Jack Blain
- Date of birth: 21 February 2000 (age 25)
- Place of birth: Scotland
- Height: 1.90 m (6 ft 3 in)
- Weight: 102 kg (16 st 1 lb)

Rugby union career
- Position(s): Wing

Senior career
- Years: Team / Apps / (Points)
- 2019–2023: Edinburgh Rugby / 26 / (25)
- 2023: → Edinburgh 'A' / 2 / (0)
- 2023: Glasgow Warriors / 0 / (0)

Super Rugby
- Years: Team / Apps / (Points)
- 2021-: Heriot's Rugby /  / ()

International career
- Years: Team / Apps / (Points)
- 2019–2020: Scotland U20 / 12 / (40)
- Correct as of 31 May 2022

= Jack Blain =

Scottish rugby union player

Jack Blain (born 21 February 2000) is a Scottish rugby union player. He plays for Heriot's Rugby in the Super 6, and has played for Glasgow Warriors in an 'A' match. He previously played for Edinburgh Rugby in the United Rugby Championship.

==Rugby Union career==

===Professional career===

Blain made his debut for Edinburgh on 2 March 2019.

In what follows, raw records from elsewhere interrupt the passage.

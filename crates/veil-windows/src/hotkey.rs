use std::sync::mpsc::Sender;

use veil_core::hotkey::Modifier;
use veil_core::{Hotkey, HotkeyBinding, HotkeyError, HotkeyRegistrar};
use windows::Win32::UI::Input::KeyboardAndMouse::{
    HOT_KEY_MODIFIERS, MOD_ALT, MOD_CONTROL, MOD_NOREPEAT, MOD_SHIFT, MOD_WIN, RegisterHotKey,
    UnregisterHotKey,
};

/// Veil binds exactly one system-wide combination.
const TOGGLE_HOTKEY_ID: i32 = 1;

/// Registers the toggle hotkey on the calling thread's message queue.
///
/// `RegisterHotKey` ties the binding to the thread that calls it, so a
/// registrar must only ever be used from the message-pump thread.
#[derive(Debug, Default)]
pub struct Win32Registrar;

impl HotkeyRegistrar for Win32Registrar {
    fn register(&mut self, hotkey: &Hotkey) -> Result<(), HotkeyError> {
        let vk =
            vk_from_name(&hotkey.key).ok_or_else(|| HotkeyError::UnknownKey(hotkey.key.clone()))?;

        let mut modifiers = MOD_NOREPEAT;
        for m in &hotkey.modifiers {
            modifiers |= modifier_to_flag(*m);
        }

        // SAFETY: RegisterHotKey registers a system-wide hotkey on the
        // current thread's message queue. It fails if another program
        // already owns the combination.
        unsafe { RegisterHotKey(None, TOGGLE_HOTKEY_ID, modifiers, vk) }
            .map_err(|_| HotkeyError::RegistrationFailed(hotkey.to_string()))
    }

    fn unregister(&mut self, _hotkey: &Hotkey) {
        // SAFETY: UnregisterHotKey removes our own registration by id.
        unsafe {
            let _ = UnregisterHotKey(None, TOGGLE_HOTKEY_ID);
        }
    }
}

/// Owns the toggle binding and turns `WM_HOTKEY` into toggle signals.
pub struct HotkeyManager {
    binding: HotkeyBinding<Win32Registrar>,
    sender: Sender<()>,
}

impl HotkeyManager {
    /// Creates a manager with nothing bound. Presses are sent through
    /// `sender`.
    pub fn new(sender: Sender<()>) -> Self {
        Self {
            binding: HotkeyBinding::new(Win32Registrar),
            sender,
        }
    }

    pub fn binding(&mut self) -> &mut HotkeyBinding<Win32Registrar> {
        &mut self.binding
    }

    /// Called from the message pump when a `WM_HOTKEY` message arrives.
    pub fn dispatch(&self, hotkey_id: i32) {
        if hotkey_id == TOGGLE_HOTKEY_ID {
            let _ = self.sender.send(());
        }
    }
}

fn modifier_to_flag(modifier: Modifier) -> HOT_KEY_MODIFIERS {
    match modifier {
        Modifier::Alt => MOD_ALT,
        Modifier::Shift => MOD_SHIFT,
        Modifier::Ctrl => MOD_CONTROL,
        Modifier::Win => MOD_WIN,
    }
}

/// Maps a key name to a Windows virtual key code, case-insensitively.
///
/// Letters, digits, F1 to F24 and a handful of named keys are known.
pub fn vk_from_name(name: &str) -> Option<u32> {
    let upper = name.to_ascii_uppercase();

    if let [ch] = upper.as_bytes()
        && (ch.is_ascii_uppercase() || ch.is_ascii_digit())
    {
        return Some(u32::from(*ch));
    }

    if let Some(n) = upper.strip_prefix('F').and_then(|rest| rest.parse::<u32>().ok())
        && (1..=24).contains(&n)
    {
        return Some(0x70 + n - 1); // VK_F1
    }

    let vk = match upper.as_str() {
        "SPACE" => 0x20,
        "ENTER" | "RETURN" => 0x0D,
        "TAB" => 0x09,
        "ESC" | "ESCAPE" => 0x1B,
        "BACKSPACE" => 0x08,
        "INSERT" | "INS" => 0x2D,
        "DELETE" | "DEL" => 0x2E,
        "HOME" => 0x24,
        "END" => 0x23,
        "PAGEUP" => 0x21,
        "PAGEDOWN" => 0x22,
        "LEFT" => 0x25,
        "UP" => 0x26,
        "RIGHT" => 0x27,
        "DOWN" => 0x28,
        "PAUSE" => 0x13,
        "SCROLLLOCK" => 0x91,
        "BACKTICK" | "GRAVE" => 0xC0,
        "MINUS" => 0xBD,
        "EQUALS" | "PLUS" => 0xBB,
        _ => return None,
    };
    Some(vk)
}

#[cfg(test)]
mod tests {
    use super::*;

    #[test]
    fn letters_and_digits_map_to_their_ascii_code() {
        // Assert
        assert_eq!(vk_from_name("h"), Some(0x48));
        assert_eq!(vk_from_name("J"), Some(0x4A));
        assert_eq!(vk_from_name("7"), Some(0x37));
    }

    #[test]
    fn function_keys_cover_f1_to_f24() {
        // Assert
        assert_eq!(vk_from_name("f1"), Some(0x70));
        assert_eq!(vk_from_name("F24"), Some(0x87));
        assert_eq!(vk_from_name("f25"), None);
        assert_eq!(vk_from_name("f"), Some(0x46));
    }

    #[test]
    fn unknown_names_are_rejected() {
        // Assert
        assert_eq!(vk_from_name("hyper"), None);
        assert_eq!(vk_from_name(""), None);
    }
}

As well as being signed to Edinburgh, Blain first represented Heriot's Rugby in the Super 6 tournament.

He played for Glasgow Warriors on 24 November 2023 at Full Back in an 'A' match against Edinburgh Rugby.

===International career===

In June 2021 Blain was called up to the Scotland squad for the Summer internationals.